A strong earthquake has struck off the coast of California close to the San Andreas fault. The 6.5 magnitude hit at around 6.50am local time on Thursday 8 December. People as far away as San Francisco said they felt it.
The epicentre was 160km west of Ferndale and at a depth of 12.1km. This is relatively shallow – the depth affects how much damage is caused, with the shallower quakes generally more severe. However, no tsunami alert has been issued and at present there are no reports of damage or injuries.
This part of California is prone to earthquakes as it sits at the point where two tectonic plates meet.
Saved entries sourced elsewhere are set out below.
//! Device adapter module
//!
//! Uniform capability interfaces over the heterogeneous hardware a
//! recording session drives: bus-attached robot arms (single or dual-bus
//! bimanual configurations) and cameras. All device I/O failures are local
//! to one device; the control loop degrades that tick's coverage and keeps
//! running.
//!
//! # Components
//!
//! - [`ArmBus`] - Capability interface for arms: readable state plus
//!   writable command
//! - [`BusHealth`] - Per-bus success/latency tracking with a rolling window
//! - [`SerialArmBus`] - USB-serial servo bus implementation
//! - [`SimArmBus`] - Simulated arm driven by waveform patterns
//! - [`DualArmBus`] - Two buses composed into one logical bimanual arm
//! - [`Camera`] / [`FrameGrabber`] - Capability interface for cameras,
//!   with native (nokhwa) and synthetic grabbers
//!
//! Transports are selected at runtime from configuration; simulated
//! devices are ordinary backends, not a compile-time feature, so a session
//! can run end-to-end on a machine with no hardware attached.

pub mod camera;
pub mod dual;
pub mod serial_bus;
pub mod sim;

pub use camera::{open_cameras, Camera, FrameGrabber, FrameSnapshot, LatestFrameCell};
pub use dual::DualArmBus;
pub use serial_bus::SerialArmBus;
pub use sim::{SimArmBus, WaveformPattern};

use crate::config::{ArmConfig, ArmTransport};
use crate::error::Result;
use crate::types::StateVector;
use std::collections::VecDeque;

/// Size of the rolling window for recent bus read times
const RECENT_WINDOW_SIZE: usize = 100;

/// Which side of the teleoperation pair a device plays
#[derive(Debug, Clone, Copy, PartialEq, Eq)]
pub enum DeviceRole {
    /// Operator-driven reference arm, read-only
    Leader,
    /// Actuated arm mirroring the leader
    Follower,
}

impl std::fmt::Display for DeviceRole {
    fn fmt(&self, f: &mut std::fmt::Formatter<'_>) -> std::fmt::Result {
        match self {
            DeviceRole::Leader => write!(f, "leader"),
            DeviceRole::Follower => write!(f, "follower"),
        }
    }
}

/// Health tracking for one arm bus
///
/// Tracks totals, a rolling latency window, and the current run of
/// consecutive failures across reads and writes.
#[derive(Debug, Clone)]
pub struct BusHealth {
    /// Total successful state reads
    pub successful_reads: u64,
    /// Total failed state reads
    pub failed_reads: u64,
    /// Total successful command writes
    pub successful_writes: u64,
    /// Total failed command writes
    pub failed_writes: u64,
    /// Length of the current run of failures (reads or writes)
    pub consecutive_failures: u32,
    /// Total read time in microseconds
    pub total_read_time_us: u64,
    /// Last read time in microseconds
    pub last_read_time_us: u64,
    /// Rolling window of recent read times
    pub recent_read_times: VecDeque<u64>,
}

impl Default for BusHealth {
    fn default() -> Self {
        Self {
            successful_reads: 0,
            failed_reads: 0,
            successful_writes: 0,
            failed_writes: 0,
            consecutive_failures: 0,
            total_read_time_us: 0,
            last_read_time_us: 0,
            recent_read_times: VecDeque::with_capacity(RECENT_WINDOW_SIZE),
        }
    }
}

impl BusHealth {
    /// Record a successful state read with its latency
    pub fn record_read_success(&mut self, time_us: u64) {
        self.successful_reads += 1;
        self.total_read_time_us += time_us;
        self.last_read_time_us = time_us;
        self.consecutive_failures = 0;

        self.recent_read_times.push_back(time_us);
        if self.recent_read_times.len() > RECENT_WINDOW_SIZE {
            self.recent_read_times.pop_front();
        }
    }

    /// Record a failed state read
    pub fn record_read_failure(&mut self) {
        self.failed_reads += 1;
        self.consecutive_failures += 1;
    }

    /// Record a successful command write
    pub fn record_write_success(&mut self) {
        self.successful_writes += 1;
        self.consecutive_failures = 0;
    }

    /// Record a failed command write
    pub fn record_write_failure(&mut self) {
        self.failed_writes += 1;
        self.consecutive_failures += 1;
    }

    /// Average read time in microseconds
    pub fn avg_read_time_us(&self) -> f64 {
        if self.successful_reads == 0 {
            0.0
        } else {
            self.total_read_time_us as f64 / self.successful_reads as f64
        }
    }

    /// Success rate across reads and writes, as a percentage
    pub fn success_rate(&self) -> f64 {
        let ok = self.successful_reads + self.successful_writes;
        let failed = self.failed_reads + self.failed_writes;
        let total = ok + failed;
        if total == 0 {
            100.0
        } else {
            (ok as f64 / total as f64) * 100.0
        }
    }

    /// Jitter (max - min) over the recent window in microseconds
    pub fn jitter_us(&self) -> u64 {
        let min = self.recent_read_times.iter().min().copied().unwrap_or(0);
        let max = self.recent_read_times.iter().max().copied().unwrap_or(0);
        max.saturating_sub(min)
    }

    /// Reset all health counters
    pub fn reset(&mut self) {
        *self = Self::default();
    }
}

/// Capability interface for a robot arm bus
///
/// Leaders are read-only users of this trait; followers also receive
/// commands. Implementations must be `Send` so the session can own the
/// device on its control thread regardless of where it was built.
pub trait ArmBus: Send {
    /// Open the bus; all sub-buses of a composite arm must be ready for
    /// the arm to count as open
    fn open(&mut self) -> Result<()>;

    /// Close the bus, releasing the port
    fn close(&mut self);

    /// Whether the bus is open
    fn is_open(&self) -> bool;

    /// Identity used in logs and errors
    fn name(&self) -> &str;

    /// Joint names in the order `read_state` and `write_command` use
    fn joint_names(&self) -> Vec<String>;

    /// Number of joints
    fn joint_count(&self) -> usize {
        self.joint_names().len()
    }

    /// Read the current joint positions
    fn read_state(&mut self) -> Result<StateVector>;

    /// Send target joint positions
    fn write_command(&mut self, command: &StateVector) -> Result<()>;

    /// Health counters for this bus
    fn health(&self) -> &BusHealth;

    /// Mutable health counters
    fn health_mut(&mut self) -> &mut BusHealth;

    /// Reset health counters
    fn reset_health(&mut self) {
        self.health_mut().reset();
    }
}

/// Default joint naming for an arm: `motor_0` .. `motor_{n-1}`
pub fn default_joint_names(count: usize) -> Vec<String> {
    (0..count).map(|i| format!("motor_{}", i)).collect()
}

/// Build and open the arm for a role from its configuration
///
/// Dual-bus configurations compose two buses and require both to open;
/// a partial open is rolled back before the error is returned.
pub fn open_arm(role: DeviceRole, config: &ArmConfig) -> Result<Box<dyn ArmBus>> {
    let mut arm = build_arm(role, config);
    arm.open()?;
    tracing::info!(
        "Opened {} arm '{}' ({} joints, {} transport)",
        role,
        arm.name(),
        arm.joint_count(),
        config.transport
    );
    Ok(arm)
}

/// Build the arm for a role without opening it
pub fn build_arm(role: DeviceRole, config: &ArmConfig) -> Box<dyn ArmBus> {
    match &config.port_right {
        Some(port_right) => {
            let left = build_single(role, config, &config.port, &format!("{}_left", config.id));
            let right = build_single(role, config, port_right, &format!("{}_right", config.id));
            Box::new(DualArmBus::new(config.id.clone(), left, right))
        }
        None => build_single(role, config, &config.port, &config.id),
    }
}

fn build_single(
    role: DeviceRole,
    config: &ArmConfig,
    port: &str,
    name: &str,
) -> Box<dyn ArmBus> {
    match config.transport {
        ArmTransport::Serial => Box::new(SerialArmBus::new(
            name,
            port,
            config.joints,
            config.baud_rate,
            std::time::Duration::from_millis(config.timeout_ms),
        )),
        ArmTransport::Sim => match role {
            DeviceRole::Leader => Box::new(SimArmBus::leader(name, config.joints)),
            DeviceRole::Follower => Box::new(SimArmBus::follower(name, config.joints)),
        },
    }
}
The San Andreas Fault is located very close to where the earthquake struck. Another 3.5 magnitude earthquake hit a similar spot in January, with SF Gate reporting the earthquake had struck an undersea portion of the fault.
It also said the region had become increasingly active in recent months, with around 21 other small earthquakes hitting the area in the last 30 days. The biggest – 4.4 magnitude – was just south of Eureka on the San Andreas Fault.
The fault extends over 1,200km and divides into three segments. The southern segment, which passes Los Angeles, poses the greatest earthquake risk. Earlier this year, Thomas Jordan, director of the Southern California Earthquake Center, said the fault had the potential to generate a large earthquake in the very near future. He said it "looks like it's locked, loaded and ready to go".